Schließlich kann, zwar kaum bei Fernglas-, aber z.B. bei Fotoobjektiven mit sehr großen Bildwinkeln und/oder mit stark gewölbten Linsen (kleinen Krümmungsradien) bei der Abstimmung der Vergütung auch der Lichteinfallswinkel(bereich) eine Rolle spielen. Denn erstens wjrd bei größer werdendem Einfallswinkel (d.h. immer schräger statt senkrecht) bei gleicher Schichtdicke die Weglänge des Lichts durch die Schicht länger, so daß sich bei der Interferenz die Wellenlänge bester Reflexionsunterdrückung vergrößert, also in der Richtung von Bau nach Rot verschiebt. Das bedeutet, daß man bei sehr stark gekrümmten Linsen mit sehr großen Unterschieden im Einfallswinkel über die Linsenfläche nur einen geringeren Wirkungsgrad als bei flachen Linsen und kleinem Bildwinkel, also geringer Variation des Einfallswinkels erzielen kann und daß man für das Reflexionsminimum über die Gesamtfläche mit etwas anderen (geringeren) Schichtdicken abstimmen muß. Auch das kann zu etwas veränderten Reflexionsfarben führen.
Die T*-Vergütung sollte also, falls es eine verbindliche Definition dafür gibt, durch Vorgabe einer Mindest-Reflexionsunterdrückung definiert sein, wobei der Mindestwert evtl. von Parametern wie Brechzahl, Einfallswinkelbereich oder anderen einschränkenden Randbedingungen wie z.B. Gewährleistung einer Säurebeständigkeit, Abriebfestigkeit usw. abhängig sein muß, weil diese Parameter die zur Verfügung stehenden Verbeserungsmöglichkeiten reduzieren können.
Wenn die Frontlinse des Zeiss Victory 10x56 FL in einer anderen Farbe schimmert als die Frontlinse eines Zeiss Conquest 15x45 T*, so bedeutet das keineswegs zwangsläufig, daß die Vergütung des Conquest schlechter sein muß als die des Victory FL – sie ist nur (notwendigerweise!) anders.
Walter E. Schön
Themafremde Fußnote:
** Es ist nicht auszuschließen, daß die Verantwortlichen für das Fehlen der Bindestriche in der Geschäftsleitung sitzen und die PR- und Werbetexter unschuldig sind.

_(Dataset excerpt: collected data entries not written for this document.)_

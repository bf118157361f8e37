#![no_main]

use libfuzzer_sys::fuzz_target;
use solvecache::{normalize, slugify, Question};

fuzz_target!(|data: &[u8]| {
    let Ok(raw) = std::str::from_utf8(data) else {
        return;
    };

    let question = Question::new(raw);
    let normalized = &question.normalized;

    // Idempotent
    assert_eq!(&normalize(normalized), normalized);

    // Only alphabetic characters and single spaces survive
    assert!(!normalized.starts_with(' ') && !normalized.ends_with(' '));
    assert!(!normalized.contains("  "));
    assert!(normalized.chars().all(|c| c == ' ' || c.is_alphabetic()));

    // Slugs are non-empty and never contain path separators
    let slug = slugify(normalized);
    assert!(!slug.is_empty());
    assert!(!slug.contains('/') && !slug.contains('\\'));
});
//! Storage layer abstractions for SolveCache.
//!
//! Persistence is split in two traits so each concern can be swapped or
//! mocked independently:
//!
//! ```text
//! ┌─────────────────────────────────────────────────────────────┐
//! │                     SnapshotStore                            │
//! │                    │             │                           │
//! │                    ▼             ▼                           │
//! │      ┌─────────────────┐  ┌──────────────────┐              │
//! │      │ SnapshotStorage │  │ EmbeddingStorage │  ← Traits     │
//! │      └─────────────────┘  └──────────────────┘              │
//! │               ▲                    ▲                         │
//! │               │                    │                         │
//! │   ┌───────────┴─────────┐  ┌───────┴──────────────┐         │
//! │   │ FileSnapshotStorage │  │ RedbEmbeddingStorage │         │
//! │   └─────────────────────┘  └──────────────────────┘         │
//! │      snapshots/*.json          embeddings.redb              │
//! └─────────────────────────────────────────────────────────────┘
//! ```

pub mod files;
pub mod redb;
pub mod schema;

pub use self::files::FileSnapshotStorage;
pub use self::redb::RedbEmbeddingStorage;
pub use schema::{StoreMetadata, SCHEMA_VERSION};

use std::path::{Path, PathBuf};

use crate::config::Config;
use crate::error::{Result, StorageError};
use crate::snapshot::SolutionSnapshot;
use crate::types::Embedding;

/// Outcome of loading every snapshot file at startup.
#[derive(Debug, Default)]
pub struct LoadReport {
    /// Snapshots that decoded successfully, one per question.
    pub snapshots: Vec<SolutionSnapshot>,

    /// Files that were skipped: [`StorageError::CorruptSnapshotFile`] or
    /// [`StorageError::DuplicateSnapshotFile`].
    pub skipped: Vec<StorageError>,
}

impl LoadReport {
    /// Number of files skipped during load.
    pub fn skipped_count(&self) -> usize {
        self.skipped.len()
    }
}

/// Durable storage for solution snapshots.
///
/// # Thread Safety
///
/// Implementations must be `Send + Sync`; the store calls `save_snapshot`
/// while holding its own write lock, so implementations only need to guard
/// their internal bookkeeping.
pub trait SnapshotStorage: Send + Sync {
    /// Reads every snapshot record, skipping files that cannot be decoded
    /// or whose embeddings are not `dimension` long.
    ///
    /// Records whose synonym and blacklist sets overlap are reconciled with
    /// the blacklist winning. When two files carry the same question, the
    /// one with the newer `updated_at` is kept.
    fn load_all(&self, dimension: usize) -> Result<LoadReport>;

    /// Writes a snapshot, replacing any earlier record for its question.
    ///
    /// Returns the path the record was written to.
    fn save_snapshot(&self, snapshot: &SolutionSnapshot) -> Result<PathBuf>;

    /// Returns the snapshot directory, if applicable.
    fn path(&self) -> Option<&Path>;

    /// Releases the storage, including any directory lock.
    fn close(self: Box<Self>) -> Result<()>;
}

/// Durable question → embedding cache.
///
/// Keys are the exact text that was embedded.
pub trait EmbeddingStorage: Send + Sync {
    /// Returns the cache metadata.
    fn metadata(&self) -> &StoreMetadata;

    /// Reads every cached embedding.
    fn load_embeddings(&self) -> Result<Vec<(String, Embedding)>>;

    /// Writes one embedding, overwriting any earlier value for `text`.
    fn save_embedding(&self, text: &str, embedding: &[f32]) -> Result<()>;

    /// Returns the database file path, if applicable.
    fn path(&self) -> Option<&Path>;

    /// Closes the storage, flushing pending writes.
    fn close(self: Box<Self>) -> Result<()>;
}

/// Opens both storages under a store root directory.
///
/// # Errors
///
/// Returns an error if:
/// - The snapshot directory is locked by another process
/// - The embedding database is corrupted or locked
/// - Schema version doesn't match
/// - Embedding dimension doesn't match (for an existing database)
pub fn open_storage(
    root: impl AsRef<Path>,
    config: &Config,
) -> Result<(Box<dyn SnapshotStorage>, Box<dyn EmbeddingStorage>)> {
    let root = root.as_ref();
    let snapshots = FileSnapshotStorage::open(root.join(schema::SNAPSHOT_DIR))?;
    let embeddings = RedbEmbeddingStorage::open(root.join(schema::EMBEDDING_DB_FILE), config)?;
    Ok((Box::new(snapshots), Box::new(embeddings)))
}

Ich weiß, daß es viele Manager und Topmanager gibt, die kraft Ihrer Position in der Firma bestimmen, daß man ihren heiligen Firmennamen niemals per Bindestrich mit so profanen Wörtern wie Kamera, Objektiv oder Fernglas verheiraten dürfe. Ich kann mich noch erinnern, daß um 1980/81 herum Herr G. von Z. als Pressechef bei Leica (jetzt im Ruhestand und nebenbei in ähnlicher Funktion für die DGPh tätig) eine von der damaligen Geschäftsleitung veranlaßte Presseinformation an alle Fotozeitungs-Redaktionen verschickte, in der stand, daß der Markenname „Leica“ immer allein stehen müsse und nicht mittels Bindestrich mit anderen Wörtern (z.B. zu „Leica-Objektiv“) verbunden werden dürfe. Es war damals für mich Anlaß, zu diesem Thema eine kleine Glosse zu schreiben und öffentlich zu erklären, daß ich in der Rechtschreibung auch künftig den Regeln der deutschen Sprache und nicht denen der Firma Leica folgen werde. Ich fügte als Beispiel hinzu, daß es sich auch der große Herr von Goethe gefallen lassen muß (und sich gewiß gern gefallen ließe, wenn er heute noch lebte), daß nach ihm benannte Straßen „Johann-Wolfgang-von-Goethe-Straße” oder kürzer „Goethe-Straße” oder besser noch enger verknüpft „Goethestraße“ heißen müssen und nicht „Johann Wolfgang von Goethe Straße” bzw. „Goethe Straße“.